The CVE-2026-48524 vulnerability affects the PyJWKClient component of the PyJWT Python library. When a JWT token with an unknown or manipulated 'kid' value is received, PyJWKClient makes a fresh HTTP request to the JWKS endpoint for every such token without any rate limiting. Since the 'kid' value comes from the unverified token header, an attacker can exploit this by sending many tokens with unknown 'kid' values, causing unlimited outbound requests.

This vulnerability only surfaces when fetching the JWKS fails, which can be triggered by sustained unknown-kid traffic. The issue is worsened by improper cache handling, where network errors clear the JWKS cache, leading to repeated requests and potential denial-of-service (DoS) conditions against the JWKS endpoint.

The vulnerability affects PyJWT versions 2.4.0 through 2.12.1 and has a low severity score (CVSS 3.7). It requires no privileges or user interaction and is exploitable over the network.


How can this vulnerability impact me? :

This vulnerability can lead to denial-of-service (DoS) attacks by causing excessive and unbounded HTTP requests to the JWKS endpoint. This can result in high network I/O latency and potentially overwhelm the JWKS endpoint, causing cascading failures.

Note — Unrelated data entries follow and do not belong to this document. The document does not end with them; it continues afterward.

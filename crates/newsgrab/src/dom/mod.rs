// ABOUTME: DOM query abstraction shared by live browser pages and saved HTML documents.
// ABOUTME: Defines the Document trait and the ElementSnapshot returned for each matched element.

//! DOM access for the content cascade.
//!
//! The cascade never touches a browser or a parser directly. It asks a
//! [`Document`] for every element matching a CSS selector and receives
//! [`ElementSnapshot`]s: the element's visible text and its outer HTML.
//!
//! Two implementations exist:
//! - `session::LoadedPage`: a tab in a live browser session.
//! - [`StaticDocument`]: an HTML string parsed with `scraper`.

use serde::Deserialize;

use crate::error::Result;

pub mod static_page;

pub use static_page::StaticDocument;

/// Visible text and markup of one matched element.
#[derive(Debug, Clone, Default, PartialEq, Eq, Deserialize)]
pub struct ElementSnapshot {
    #[serde(default)]
    pub text: String,
    #[serde(default)]
    pub html: String,
}

impl ElementSnapshot {
    pub fn new(text: impl Into<String>, html: impl Into<String>) -> Self {
        Self {
            text: text.into(),
            html: html.into(),
        }
    }

    /// Length of the visible text in characters.
    pub fn text_len(&self) -> usize {
        self.text.chars().count()
    }
}

/// A rendered page that can be queried by CSS selector.
#[allow(async_fn_in_trait)]
pub trait Document {
    /// Full HTML source captured when the document was loaded.
    fn source(&self) -> &str;

    /// All elements matching `selector`, in document order.
    async fn find_all(&self, selector: &str) -> Result<Vec<ElementSnapshot>>;
}

/// Returns the element with the longest visible text.
///
/// Ties resolve to the earliest element in document order.
pub fn longest(elements: Vec<ElementSnapshot>) -> Option<ElementSnapshot> {
    let mut best: Option<(usize, ElementSnapshot)> = None;
    for el in elements {
        let len = el.text_len();
        let replace = best
            .as_ref()
            .map_or(true, |(best_len, _)| len > *best_len);
        if replace {
            best = Some((len, el));
        }
    }
    best.map(|(_, el)| el)
}
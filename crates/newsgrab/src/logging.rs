// ABOUTME: tracing subscriber setup shared by the newsgrab and wp-extract binaries.
// ABOUTME: Logs go to stderr; RUST_LOG wins over the verbosity flag when set.

use std::io::IsTerminal;

use tracing_subscriber::EnvFilter;

/// Installs the global fmt subscriber.
///
/// Without `RUST_LOG` the level is `info`, or `debug` when `verbose` is set.
/// Calling it twice is harmless; the second install is ignored.
pub fn init_logging(verbose: bool) {
    let default_level = if verbose { "debug" } else { "info" };
    let filter = EnvFilter::try_from_default_env().unwrap_or_else(|_| EnvFilter::new(default_level));

    let _ = tracing_subscriber::fmt()
        .with_env_filter(filter)
        .with_writer(std::io::stderr)
        .with_ansi(std::io::stderr().is_terminal())
        .with_target(false)
        .try_init();
}
// ABOUTME: Three-tier heuristic cascade that picks the article body out of a rendered page.
// ABOUTME: Tries <article> tags, then an ordered selector list, then concatenated long paragraphs.

//! Article body selection.
//!
//! Tiers run in strict order and the first one that clears the threshold wins:
//!
//! 1. `<article>` elements: the longest one, if it exceeds [`MIN_CONTENT_CHARS`].
//! 2. [`CONTENT_SELECTORS`] in list order: the first selector whose longest
//!    element beats both the text found so far and [`MIN_CONTENT_CHARS`].
//!    This stops at the first acceptance even if a later selector would match
//!    more text.
//! 3. Every `<p>` whose trimmed text exceeds [`MIN_PARAGRAPH_CHARS`], joined
//!    in document order.
//!
//! Query failures never abort the cascade. A failure in tier 1 or 3 skips the
//! tier, a failure in tier 2 skips the selector.

use tracing::{debug, info};

use crate::dom::{longest, Document, ElementSnapshot};
use crate::result::{ContentCandidate, SourceRule};

/// Text must be longer than this to count as an article body.
pub const MIN_CONTENT_CHARS: usize = 200;

/// Paragraphs at or below this trimmed length are treated as navigation chrome.
pub const MIN_PARAGRAPH_CHARS: usize = 50;

/// Class and tag heuristics for tier 2, in priority order.
pub const CONTENT_SELECTORS: &[&str] = &[
    r#"[class*="article"]"#,
    r#"[class*="content"]"#,
    r#"[class*="story"]"#,
    r#"[class*="post"]"#,
    "main",
    ".entry-content",
    ".post-content",
    ".article-content",
    ".story-content",
];

/// Separator between paragraph texts in tier 3.
const PARAGRAPH_TEXT_SEPARATOR: &str = "\n\n";

/// Separator between paragraph markup in tier 3.
const PARAGRAPH_HTML_SEPARATOR: &str = "\n";

fn char_len(s: &str) -> usize {
    s.chars().count()
}

/// True while the best text so far is too short to stop the cascade.
fn needs_more(best: &Option<ContentCandidate>) -> bool {
    best.as_ref()
        .map_or(true, |c| char_len(c.text.trim()) < MIN_CONTENT_CHARS)
}

/// Runs the cascade over `doc` and returns the winning candidate.
///
/// Returns `None` when no tier produced qualifying text.
pub async fn select_best_content<D: Document>(doc: &D) -> Option<ContentCandidate> {
    let mut best = article_tier(doc).await;

    if needs_more(&best) {
        if let Some(found) = selector_tier(doc, best.as_ref()).await {
            best = Some(found);
        }
    }

    if needs_more(&best) {
        if let Some(found) = paragraph_tier(doc).await {
            best = Some(found);
        }
    }

    best
}

async fn article_tier<D: Document>(doc: &D) -> Option<ContentCandidate> {
    let articles = match doc.find_all("article").await {
        Ok(found) => found,
        Err(e) => {
            debug!(error = %e, "article tier skipped");
            return None;
        }
    };

    let largest = longest(articles)?;
    if largest.text_len() <= MIN_CONTENT_CHARS {
        debug!(chars = largest.text_len(), "longest <article> too short");
        return None;
    }

    info!("Found article content via <article> tag");
    Some(into_candidate(largest, SourceRule::ArticleTag))
}

async fn selector_tier<D: Document>(
    doc: &D,
    current: Option<&ContentCandidate>,
) -> Option<ContentCandidate> {
    let current_len = current.map_or(0, |c| char_len(&c.text));

    for &selector in CONTENT_SELECTORS {
        let elements = match doc.find_all(selector).await {
            Ok(found) => found,
            Err(e) => {
                debug!(selector, error = %e, "selector skipped");
                continue;
            }
        };

        let Some(largest) = longest(elements) else {
            continue;
        };

        let len = largest.text_len();
        if len > current_len && len > MIN_CONTENT_CHARS {
            info!(selector, "Found content via selector");
            return Some(into_candidate(largest, SourceRule::Selector(selector)));
        }
    }

    None
}

async fn paragraph_tier<D: Document>(doc: &D) -> Option<ContentCandidate> {
    let paragraphs = match doc.find_all("p").await {
        Ok(found) => found,
        Err(e) => {
            debug!(error = %e, "paragraph tier skipped");
            return None;
        }
    };

    let mut texts = Vec::new();
    let mut markup = Vec::new();
    for p in paragraphs {
        let trimmed = p.text.trim();
        if char_len(trimmed) > MIN_PARAGRAPH_CHARS {
            texts.push(trimmed.to_string());
            markup.push(p.html);
        }
    }

    if texts.is_empty() {
        return None;
    }

    info!(paragraphs = texts.len(), "Extracted content from paragraphs");
    Some(ContentCandidate {
        text: texts.join(PARAGRAPH_TEXT_SEPARATOR),
        html: markup.join(PARAGRAPH_HTML_SEPARATOR),
        rule: SourceRule::Paragraphs,
    })
}

fn into_candidate(el: ElementSnapshot, rule: SourceRule) -> ContentCandidate {
    ContentCandidate {
        text: el.text,
        html: el.html,
        rule,
    }
}
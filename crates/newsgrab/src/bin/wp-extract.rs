// ABOUTME: CLI binary for the Washington Post extractor.
// ABOUTME: Decodes embedded "content" JSON fields from a saved page and writes news.txt.

use std::path::PathBuf;
use std::process::ExitCode;

use clap::error::ErrorKind;
use clap::Parser;
use newsgrab::extract_embedded_file;
use newsgrab::logging::init_logging;
use newsgrab::options::TEXT_OUTPUT;
use tracing::{error, info};

#[derive(Parser, Debug)]
#[command(name = "wp-extract")]
#[command(about = "Recover Washington Post article text from a saved HTML dump")]
struct Args {
    /// Saved HTML page, usually site.html from newsgrab
    #[arg()]
    html_file: PathBuf,
}

fn main() -> ExitCode {
    let args = match Args::try_parse() {
        Ok(args) => args,
        Err(e) if matches!(e.kind(), ErrorKind::DisplayHelp | ErrorKind::DisplayVersion) => {
            let _ = e.print();
            return ExitCode::SUCCESS;
        }
        Err(e) => {
            let _ = e.print();
            return ExitCode::from(1);
        }
    };
    init_logging(false);

    info!(path = %args.html_file.display(), "Extracting Washington Post content");
    let content = match extract_embedded_file(&args.html_file) {
        Ok(content) => content,
        Err(e) => {
            error!(error = %e, "Error extracting Washington Post content");
            String::new()
        }
    };

    if content.is_empty() {
        println!("No content extracted");
        return ExitCode::SUCCESS;
    }

    if let Err(e) = std::fs::write(TEXT_OUTPUT, &content) {
        error!(error = %e, path = TEXT_OUTPUT, "write failed");
        return ExitCode::from(1);
    }
    println!(
        "Washington Post content written to {} ({} characters)",
        TEXT_OUTPUT,
        content.chars().count()
    );
    ExitCode::SUCCESS
}
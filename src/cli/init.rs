//! Site initialization.
//!
//! Creates a new site with a config file, a root layout and one page:
//!
//! ```text
//! typage.toml
//! content/index.typ   # layout inherited by every page
//! content/home.typ
//! assets/
//! ```

use std::{fs, path::Path};

use anyhow::{Context, Result, bail};

use crate::{
    compiler::sandbox::SANDBOX_DIR,
    config::SiteConfig,
    embed::init::{CONFIG_TOML, HOME_TYP, HomeVars, LAYOUT_TYP},
    log,
};

/// Initialization mode determines validation rules.
#[derive(Debug, Clone, Copy)]
pub enum InitMode {
    /// `typage init` - initialize in current directory (must be empty)
    CurrentDir,
    /// `typage init <name>` - create new subdirectory (must not exist)
    NewDir,
}

/// Create a new site at `config.root`.
pub fn new_site(config: &SiteConfig, has_name: bool) -> Result<()> {
    let root = &config.root;
    let mode = if has_name {
        InitMode::NewDir
    } else {
        InitMode::CurrentDir
    };
    validate_target(root, mode)?;

    let content = &config.build.content;
    let title = root
        .file_name()
        .and_then(|name| name.to_str())
        .unwrap_or("My Site")
        .to_string();

    create_dirs(&[root, content, &config.build.assets])?;
    write_file(&config.config_path, CONFIG_TOML)?;
    write_file(&content.join(&config.build.index), LAYOUT_TYP)?;
    write_file(&content.join("home.typ"), &HOME_TYP.render(&HomeVars { title }))?;

    let output = config.root_relative(&config.build.output);
    write_file(
        &root.join(".gitignore"),
        &format!("/{}/\n/{}/\n", output.display(), SANDBOX_DIR),
    )?;

    log!("init"; "site initialized at {}", root.display());
    Ok(())
}

/// Validate target directory for initialization.
///
/// - `CurrentDir`: directory must be empty (or not exist)
/// - `NewDir`: directory must not exist
pub fn validate_target(root: &Path, mode: InitMode) -> Result<()> {
    match mode {
        InitMode::CurrentDir => {
            if !is_empty(root)? {
                bail!(
                    "Current directory is not empty.\n\
                     Use `typage init <name>` to create in a new subdirectory."
                );
            }
        }
        InitMode::NewDir => {
            if root.exists() {
                bail!(
                    "Directory '{}' already exists.\n\
                     Choose a different name or remove the existing directory.",
                    root.display()
                );
            }
        }
    }
    Ok(())
}

fn is_empty(path: &Path) -> Result<bool> {
    if !path.exists() {
        return Ok(true);
    }
    let is_empty = fs::read_dir(path)
        .with_context(|| format!("Failed to read directory '{}'", path.display()))?
        .next()
        .is_none();
    Ok(is_empty)
}

fn create_dirs(dirs: &[&Path]) -> Result<()> {
    for dir in dirs {
        fs::create_dir_all(dir)
            .with_context(|| format!("Failed to create directory '{}'", dir.display()))?;
    }
    Ok(())
}

fn write_file(path: &Path, content: &str) -> Result<()> {
    fs::write(path, content).with_context(|| format!("Failed to write '{}'", path.display()))
}
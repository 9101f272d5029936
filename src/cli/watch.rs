//! File watching for `serve`.
//!
//! ```text
//! notify -> Debouncer (300ms quiet period) -> incremental_build per path
//! ```
//!
//! Runs on its own thread; compilation is driven on the caller's tokio
//! runtime through a [`Handle`].

use std::{
    path::{Path, PathBuf},
    sync::Arc,
    thread::{self, JoinHandle},
    time::{Duration, Instant},
};

use anyhow::{Context, Result};
use crossbeam::channel::{self, Receiver, RecvTimeoutError};
use notify::{EventKind, RecursiveMode, Watcher, event::ModifyKind};
use rustc_hash::FxHashSet;
use tokio::runtime::Handle;

use super::build::{BuildReport, Snapshot, incremental_build};
use crate::{
    compiler::PageCompiler,
    config::SiteConfig,
    core::{begin_rebuild, is_shutdown},
    debug, log,
    logger::{status_error, status_success, status_unchanged, status_warning},
    utils::path::normalize_path,
};

const DEBOUNCE_MS: u64 = 300;

/// Collects changed paths until events stop arriving for [`DEBOUNCE_MS`].
struct Debouncer {
    changes: FxHashSet<PathBuf>,
    last_event: Option<Instant>,
}

impl Debouncer {
    fn new() -> Self {
        Self {
            changes: FxHashSet::default(),
            last_event: None,
        }
    }

    fn add_event(&mut self, event: &notify::Event) {
        match event.kind {
            EventKind::Create(_) | EventKind::Remove(_) => {}
            // mtime/chmod noise would rebuild endlessly
            EventKind::Modify(ModifyKind::Metadata(_)) => return,
            EventKind::Modify(_) => {}
            _ => return,
        }

        debug!("watch"; "raw notify: {:?} {:?}", event.kind, event.paths);
        for path in &event.paths {
            if is_temp_file(path) {
                continue;
            }
            self.changes.insert(normalize_path(path));
            self.last_event = Some(Instant::now());
        }
    }

    fn is_ready(&self) -> bool {
        self.last_event
            .is_some_and(|t| t.elapsed() >= Duration::from_millis(DEBOUNCE_MS))
            && !self.changes.is_empty()
    }

    /// Changed paths in sorted order, once the quiet period has passed.
    fn take_if_ready(&mut self) -> Option<Vec<PathBuf>> {
        if !self.is_ready() {
            return None;
        }
        self.last_event = None;
        let mut paths: Vec<_> = std::mem::take(&mut self.changes).into_iter().collect();
        paths.sort();
        Some(paths)
    }

    fn sleep_duration(&self) -> Duration {
        let Some(last_event) = self.last_event else {
            return Duration::from_secs(3600);
        };
        Duration::from_millis(DEBOUNCE_MS)
            .saturating_sub(last_event.elapsed())
            .max(Duration::from_millis(1))
    }
}

/// Editor swap and backup files.
fn is_temp_file(path: &Path) -> bool {
    let name = path.file_name().and_then(|n| n.to_str()).unwrap_or("");
    let ext = path.extension().and_then(|e| e.to_str()).unwrap_or("");

    matches!(ext, "bck" | "bak" | "backup" | "swp" | "swo" | "tmp")
        || name.ends_with('~')
        || name.starts_with('.')
}

/// Start watching the project root.
///
/// The watcher is attached before this returns, so no change made after
/// the initial build is missed. The thread exits on `shutdown_rx`.
pub fn spawn_watcher<C: PageCompiler>(
    config: Arc<SiteConfig>,
    compiler: Arc<C>,
    snapshot: Snapshot,
    runtime: Handle,
    shutdown_rx: Receiver<()>,
) -> Result<JoinHandle<()>> {
    let (event_tx, event_rx) = channel::unbounded();
    let mut watcher = notify::recommended_watcher(move |res| {
        let _ = event_tx.send(res);
    })
    .context("Failed to create file watcher")?;
    watcher
        .watch(&config.root, RecursiveMode::Recursive)
        .with_context(|| format!("Failed to watch {}", config.root.display()))?;
    log!("watch"; "watching {}", config.root.display());

    Ok(thread::spawn(move || {
        // Dropping the watcher stops event delivery.
        let _watcher = watcher;
        let mut state = WatchLoop {
            config,
            compiler,
            snapshot,
            runtime,
        };
        state.run(&event_rx, &shutdown_rx);
    }))
}

struct WatchLoop<C> {
    config: Arc<SiteConfig>,
    compiler: Arc<C>,
    snapshot: Snapshot,
    runtime: Handle,
}

impl<C: PageCompiler> WatchLoop<C> {
    fn run(
        &mut self,
        event_rx: &Receiver<notify::Result<notify::Event>>,
        shutdown_rx: &Receiver<()>,
    ) {
        let mut debouncer = Debouncer::new();

        loop {
            if is_shutdown() || shutdown_rx.try_recv().is_ok() {
                break;
            }

            match event_rx.recv_timeout(debouncer.sleep_duration()) {
                Ok(Ok(event)) => debouncer.add_event(&event),
                Ok(Err(e)) => status_warning(&format!("watch error: {e}")),
                Err(RecvTimeoutError::Timeout) => {}
                Err(RecvTimeoutError::Disconnected) => break,
            }

            if let Some(paths) = debouncer.take_if_ready() {
                self.rebuild(&paths);
            }
        }
    }

    fn rebuild(&mut self, paths: &[PathBuf]) {
        let _guard = begin_rebuild();
        let mut report = BuildReport::default();
        let mut changed = Vec::new();

        for path in paths {
            let Some(key) = self.config.key_of(path) else {
                continue;
            };
            let result = self.runtime.block_on(incremental_build(
                &self.config,
                self.compiler.as_ref(),
                &mut self.snapshot,
                &key,
            ));
            match result {
                Ok(partial) => report.merge(partial),
                Err(e) => {
                    status_error(&format!("rebuild failed: {key}"), &format!("{e:#}"));
                    return;
                }
            }
            changed.push(key);
        }

        report_status(&changed, &report);
    }
}

fn report_status(changed: &[String], report: &BuildReport) {
    if changed.is_empty() {
        return;
    }
    let summary = changed.join(", ");

    if !report.is_success() {
        let detail = report
            .failures
            .iter()
            .map(|f| format!("{}\n{}", f.page, f.message))
            .collect::<Vec<_>>()
            .join("\n");
        status_error(
            &format!("{summary}: {} failed", report.failures.len()),
            &detail,
        );
    } else if report.built == 0 {
        status_unchanged(&summary);
    } else {
        status_success(&format!("{summary}: rebuilt {} page(s)", report.built));
    }
}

Such an attack could degrade the availability and reliability of services relying on PyJWT for token verification, especially if the JWKS endpoint becomes unresponsive or rate-limited due to the attack.


How can this vulnerability be detected on my network or system? Can you suggest some commands?

This vulnerability can be detected by monitoring for unusual or excessive outbound HTTP requests to the JWKS endpoint, especially those triggered by JWT tokens with unknown or manipulated 'kid' values in their headers.

Network monitoring tools or logs can be used to identify repeated HTTP requests to the JWKS endpoint that bypass rate limiting.

While specific commands are not provided in the resources, you can use network traffic analysis commands such as:

  • tcpdump or tshark to capture and filter HTTP requests to the JWKS endpoint URL.
  • curl or wget commands to manually test the JWKS endpoint response behavior.
  • grep or jq to inspect JWT tokens for unknown or manipulated 'kid' values in logs.

What immediate steps should I take to mitigate this vulnerability?

The primary mitigation step is to upgrade PyJWT to version 2.13.0 or later, where this vulnerability is fixed.

The fix includes adding a refresh cooldown and moving cache writes from the finally block to an else block to prevent unbounded JWKS endpoint requests.

Until the upgrade is applied, consider implementing network-level rate limiting or firewall rules to limit outbound requests to the JWKS endpoint.


How does this vulnerability affect compliance with common standards and regulations (like GDPR, HIPAA)?:

The provided information does not specify any direct impact of this vulnerability on compliance with common standards and regulations such as GDPR or HIPAA.